3. Method according to claim 2, characterized in that the mixture contains from 70% to 100% by weight of starch and from 0% to 30% by weight of cross-linking agent.
4. Method according to claim 3, characterized in that the mixture substantially comprises from 80% to 95% by weight of starch and substantially from 5% to 20% by weight of cross-linking agent.
5. Method according to claim 1 characterized in that the cross-linking agent is in liquid form and is mixed with water before being added to the aggregates.
6. Method according to any one of claims 1 to 5, characterized in that the cork aggregates are humidified before their coating and/or their impregnation by the binder.
7. Method according to any one of the preceding claims characterized in that said binder is made from chemically modified starch.

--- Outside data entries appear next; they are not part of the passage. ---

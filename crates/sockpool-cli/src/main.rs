//! sockpool command line: an echo server and a one-shot client.

use anyhow::{Context, Result};
use clap::{Parser, Subcommand};
use signal_hook::consts::{SIGINT, SIGTERM};
use signal_hook::iterator::Signals;
use sockpool::logging::{LogFormat, init_logging};
use sockpool::{Address, Config, EchoHandler, Server, dial};
use std::io::Write;
use std::path::PathBuf;
use std::thread;
use tracing::info;

#[derive(Debug, Parser)]
#[command(name = "sockpool", version, about = "Connection registry echo server and client")]
struct Cli {
    /// Log level filter (RUST_LOG takes precedence)
    #[arg(long, global = true, env = "SOCKPOOL_LOG_LEVEL")]
    log_level: Option<String>,

    /// Log output format: pretty or json
    #[arg(long, global = true)]
    log_format: Option<LogFormat>,

    /// TOML configuration file
    #[arg(long, global = true, env = "SOCKPOOL_CONFIG")]
    config: Option<PathBuf>,

    #[command(subcommand)]
    command: Commands,
}

#[derive(Debug, Subcommand)]
enum Commands {
    /// Run an echo server until SIGINT or SIGTERM
    Serve {
        /// Address to listen on (`unix:<path>` or `<host>:<port>`)
        #[arg(long, value_parser = parse_address)]
        listen: Option<Address>,

        /// Maximum number of registered connections
        #[arg(long)]
        capacity: Option<usize>,

        /// listen(2) backlog
        #[arg(long)]
        backlog: Option<i32>,
    },

    /// Send one message, half-close, and print the reply
    Send {
        /// Address to connect to
        #[arg(long, value_parser = parse_address)]
        connect: Address,

        /// Message to send
        message: String,
    },
}

fn parse_address(text: &str) -> Result<Address, String> {
    Address::resolve(text).map_err(|err| err.to_string())
}

fn main() -> Result<()> {
    let cli = Cli::parse();

    let mut config = match &cli.config {
        Some(path) => Config::load(path)
            .with_context(|| format!("failed to load config {}", path.display()))?,
        None => Config::default(),
    };
    if let Some(level) = cli.log_level {
        config.logging.level = level;
    }
    if let Some(format) = cli.log_format {
        config.logging.format = format;
    }
    init_logging(&config.logging).context("failed to initialize logging")?;

    match cli.command {
        Commands::Serve {
            listen,
            capacity,
            backlog,
        } => {
            if let Some(listen) = listen {
                config.server.listen = listen;
            }
            if let Some(capacity) = capacity {
                config.pool.capacity = capacity;
            }
            if let Some(backlog) = backlog {
                config.server.backlog = backlog;
            }
            serve(&config)
        }
        Commands::Send { connect, message } => send(&connect, &message),
    }
}

fn serve(config: &Config) -> Result<()> {
    config.validate().context("invalid configuration")?;
    let server = Server::bind(&config.server, &config.pool)
        .with_context(|| format!("failed to listen on {}", config.server.listen))?;
    let stop = server.stop_token();

    let mut signals = Signals::new([SIGINT, SIGTERM]).context("failed to install signal handlers")?;
    let signal_handle = signals.handle();
    let watcher = {
        let stop = stop.clone();
        thread::spawn(move || {
            if let Some(signal) = signals.forever().next() {
                info!(signal, "stop requested");
                stop.stop();
            }
        })
    };

    let address = server.local_address()?;
    let mut stdout = std::io::stdout().lock();
    writeln!(stdout, "listening on {address}")?;
    stdout.flush()?;
    drop(stdout);

    let result = server.run(EchoHandler::default(), &stop);
    signal_handle.close();
    if watcher.join().is_err() {
        tracing::warn!("signal watcher panicked");
    }

    let stats = result.context("server failed")?;
    info!(
        accepted = stats.accepted,
        rejected = stats.rejected,
        closed = stats.closed,
        "server finished"
    );
    Ok(())
}

fn send(address: &Address, message: &str) -> Result<()> {
    let connection =
        dial::connect(address).with_context(|| format!("failed to connect to {address}"))?;
    connection
        .write_all(message.as_bytes())
        .context("failed to send message")?;
    connection
        .shutdown_write()
        .context("failed to half-close connection")?;

    let mut reply = Vec::new();
    let mut buf = [0u8; 4096];
    loop {
        let n = connection.read(&mut buf).context("failed to read reply")?;
        if n == 0 {
            break;
        }
        reply.extend_from_slice(&buf[..n]);
    }

    let mut stdout = std::io::stdout().lock();
    stdout.write_all(&reply)?;
    writeln!(stdout)?;
    Ok(())
}

#[cfg(test)]
mod tests {
    use super::*;
    use clap::CommandFactory;

    #[test]
    fn cli_definition_is_consistent() {
        Cli::command().debug_assert();
    }

    #[test]
    fn serve_flags_parse() {
        let cli = Cli::try_parse_from([
            "sockpool",
            "--log-format",
            "json",
            "serve",
            "--listen",
            "unix:/tmp/x.sock",
            "--capacity",
            "7",
        ])
        .unwrap();
        assert_eq!(cli.log_format, Some(LogFormat::Json));
        match cli.command {
            Commands::Serve {
                listen, capacity, ..
            } => {
                assert_eq!(listen, Some(Address::unix("/tmp/x.sock")));
                assert_eq!(capacity, Some(7));
            }
            Commands::Send { .. } => panic!("expected serve"),
        }
    }

    #[test]
    fn send_requires_connect() {
        assert!(Cli::try_parse_from(["sockpool", "send", "hi"]).is_err());
    }

    #[test]
    fn bad_address_is_rejected_by_parser() {
        assert!(Cli::try_parse_from(["sockpool", "send", "--connect", "unix:", "hi"]).is_err());
    }
}
//! Mining driver: feeds combined headers to the sealing engine and the
//! hashrate reporter.

use primitive_types::H256;
use seal_engine::SealEngine;
use shared_types::{HeaderBundle, TieredHeader};
use std::sync::Arc;
use std::time::Duration;
use tokio::sync::{mpsc, watch};
use tracing::{error, info};

/// Interval between hashrate submissions.
const HASHRATE_INTERVAL: Duration = Duration::from_secs(60);

/// Owns the single in-flight sealing job.
///
/// Consumes the lossy-latest header channel: on every snapshot the
/// previous search is interrupted *before* the new one starts, so a
/// header update never re-uses a stale stop signal. Incomplete headers
/// are skipped until every tier slot is filled.
pub struct MiningDriver {
    engine: Arc<SealEngine>,
    updates: watch::Receiver<Option<TieredHeader>>,
    result_tx: mpsc::Sender<HeaderBundle>,
}

impl MiningDriver {
    /// Create a driver over the engine.
    pub fn new(
        engine: Arc<SealEngine>,
        updates: watch::Receiver<Option<TieredHeader>>,
        result_tx: mpsc::Sender<HeaderBundle>,
    ) -> Self {
        Self {
            engine,
            updates,
            result_tx,
        }
    }

    /// Run until the update channel closes or `cancel` fires.
    pub async fn run(mut self, mut cancel: watch::Receiver<bool>) {
        let mut stop: Option<watch::Sender<bool>> = None;
        let interrupt = |stop: &mut Option<watch::Sender<bool>>| {
            if let Some(previous) = stop.take() {
                let _ = previous.send(true);
            }
        };

        loop {
            tokio::select! {
                changed = self.updates.changed() => {
                    if changed.is_err() {
                        interrupt(&mut stop);
                        return;
                    }
                    let Some(header) = self.updates.borrow_and_update().clone() else {
                        continue;
                    };

                    // Interrupt the in-flight search before anything else.
                    interrupt(&mut stop);

                    if let Some(tier) = header.missing_tier() {
                        info!(%tier, "header slot missing; not mining yet");
                        continue;
                    }

                    info!(
                        numbers = ?header.number,
                        location = %header.location,
                        "sealing combined header"
                    );
                    let (stop_tx, stop_rx) = watch::channel(false);
                    match self.engine.seal_header(header, self.result_tx.clone(), stop_rx) {
                        Ok(()) => stop = Some(stop_tx),
                        // The driver survives engine failures and picks
                        // up the next header update.
                        Err(error) => error!(%error, "header sealing failed"),
                    }
                }
                _ = cancel.changed() => {
                    interrupt(&mut stop);
                    return;
                }
            }
        }
    }
}

/// Periodically samples the engine hashrate and submits it to the
/// engine's hashrate sink under a stable per-process id.
pub struct HashrateReporter {
    engine: Arc<SealEngine>,
}

impl HashrateReporter {
    /// Create a reporter over the engine.
    pub fn new(engine: Arc<SealEngine>) -> Self {
        Self { engine }
    }

    /// Run until `cancel` fires.
    pub async fn run(self, mut cancel: watch::Receiver<bool>) {
        let id = H256::from(rand::random::<[u8; 32]>());
        let mut ticker = tokio::time::interval(HASHRATE_INTERVAL);
        // The first tick completes immediately; skip it.
        ticker.tick().await;

        loop {
            tokio::select! {
                _ = ticker.tick() => {
                    let rate = self.engine.hashrate();
                    if rate > 0.0 {
                        info!(hashes_per_sec = rate, "miner hashrate");
                        self.engine.submit_hashrate(rate as u64, id);
                    }
                }
                _ = cancel.changed() => return,
            }
        }
    }
}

8. Method according to any one of claims 1 to 7, characterized in that the starch used for producing the binder is a pea-based starch.
9. Method according to any one of claims 1 to 8, characterized in that the agglomeration of cork aggregates is performed by direct die casting or by extrusion.
10. Method according to any one of claims 1 to 9, characterized in that the starch to cork ratio ranges between 10% and 25% by weight.
11. Method according to any one of claims 1 to 10, characterized in that the mechanical finish step is a step of producing a technical cork cap.
12. Method according to claim 11, characterized in that it comprises the additional steps of adhering a cork disk to one or both ends of the cap, said adhering being carried-out by means of the starch-based binder coated on the side of the disk to be adhered.
13. Article made from natural aggregated cork produced through the method according to any one of claims 1 to 12, characterized in that it comprises from 9% to 20% by weight of starch.
14. Article made from natural aggregated cork according to claim 13 characterized in that its specific gravity ranges between 250 and 500 g/dm³.